### Dataset records:

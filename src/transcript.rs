/*!
 * Timed word transcripts.
 *
 * Words come from an upstream transcription/alignment step as JSON, either as a
 * bare array or wrapped in an object with a `words` field.
 */

use std::path::Path;
use log::debug;
use serde::{Deserialize, Serialize};
use crate::errors::TranscriptError;

/// A single transcribed word
#[derive(Debug, Clone, PartialEq, Serialize, Deserialize)]
pub struct Word {
    /// Word text as spoken
    pub text: String,

    /// Start time in seconds
    pub start: f64,

    /// End time in seconds
    pub end: f64,
}

impl Word {
    /// Creates a new word
    pub fn new(text: impl Into<String>, start: f64, end: f64) -> Self {
        Self {
            text: text.into(),
            start,
            end,
        }
    }

    /// Start time in milliseconds, truncated toward zero
    pub fn start_ms(&self) -> i64 {
        seconds_to_ms(self.start)
    }

    /// End time in milliseconds, truncated toward zero
    pub fn end_ms(&self) -> i64 {
        seconds_to_ms(self.end)
    }
}

// @converts: Seconds to whole milliseconds
fn seconds_to_ms(seconds: f64) -> i64 {
    (seconds * 1000.0) as i64
}

// The two shapes the transcription backend produces
#[derive(Deserialize)]
#[serde(untagged)]
enum TranscriptShape {
    Bare(Vec<Word>),
    Wrapped { words: Vec<Word> },
}

/// Parse a transcript from JSON text
pub fn parse_transcript(json: &str) -> Result<Vec<Word>, TranscriptError> {
    let words = match serde_json::from_str::<TranscriptShape>(json)? {
        TranscriptShape::Bare(words) => words,
        TranscriptShape::Wrapped { words } => words,
    };
    debug!("Parsed transcript with {} words", words.len());
    Ok(words)
}

/// Load a transcript from a JSON file
pub fn load_transcript<P: AsRef<Path>>(path: P) -> Result<Vec<Word>, TranscriptError> {
    let content = std::fs::read_to_string(path.as_ref())?;
    parse_transcript(&content)
}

### Exercise goal:
Every line of the data should be copied exactly.

### Solution to the exercise:
filename src/transcript.rs
/*!
 * Timed word transcripts.
 *
 * Words come from an upstream transcription/alignment step as JSON, either as a
 * bare array or wrapped in an object with a `words` field.
 */

use std::path::Path;
use log::debug;
use serde::{Deserialize, Serialize};
use crate::errors::TranscriptError;

/// A single transcribed word
#[derive(Debug, Clone, PartialEq, Serialize, Deserialize)]
pub struct Word {
    /// Word text as spoken
    pub text: String,

    /// Start time in seconds
    pub start: f64,

    /// End time in seconds
    pub end: f64,
}

impl Word {
    /// Creates a new word
    pub fn new(text: impl Into<String>, start: f64, end: f64) -> Self {
        Self {
            text: text.into(),
            start,
            end,
        }
    }

    /// Start time in milliseconds, truncated toward zero
    pub fn start_ms(&self) -> i64 {
        seconds_to_ms(self.start)
    }

    /// End time in milliseconds, truncated toward zero
    pub fn end_ms(&self) -> i64 {
        seconds_to_ms(self.end)
    }
}

// @converts: Seconds to whole milliseconds
fn seconds_to_ms(seconds: f64) -> i64 {
    (seconds * 1000.0) as i64
}

// The two shapes the transcription backend produces
#[derive(Deserialize)]
#[serde(untagged)]
enum TranscriptShape {
    Bare(Vec<Word>),
    Wrapped { words: Vec<Word> },
}

/// Parse a transcript from JSON text
pub fn parse_transcript(json: &str) -> Result<Vec<Word>, TranscriptError> {
    let words = match serde_json::from_str::<TranscriptShape>(json)? {
        TranscriptShape::Bare(words) => words,
        TranscriptShape::Wrapped { words } => words,
    };
    debug!("Parsed transcript with {} words", words.len());
    Ok(words)
}

/// Load a transcript from a JSON file
pub fn load_transcript<P: AsRef<Path>>(path: P) -> Result<Vec<Word>, TranscriptError> {
    let content = std::fs::read_to_string(path.as_ref())?;
    parse_transcript(&content)
}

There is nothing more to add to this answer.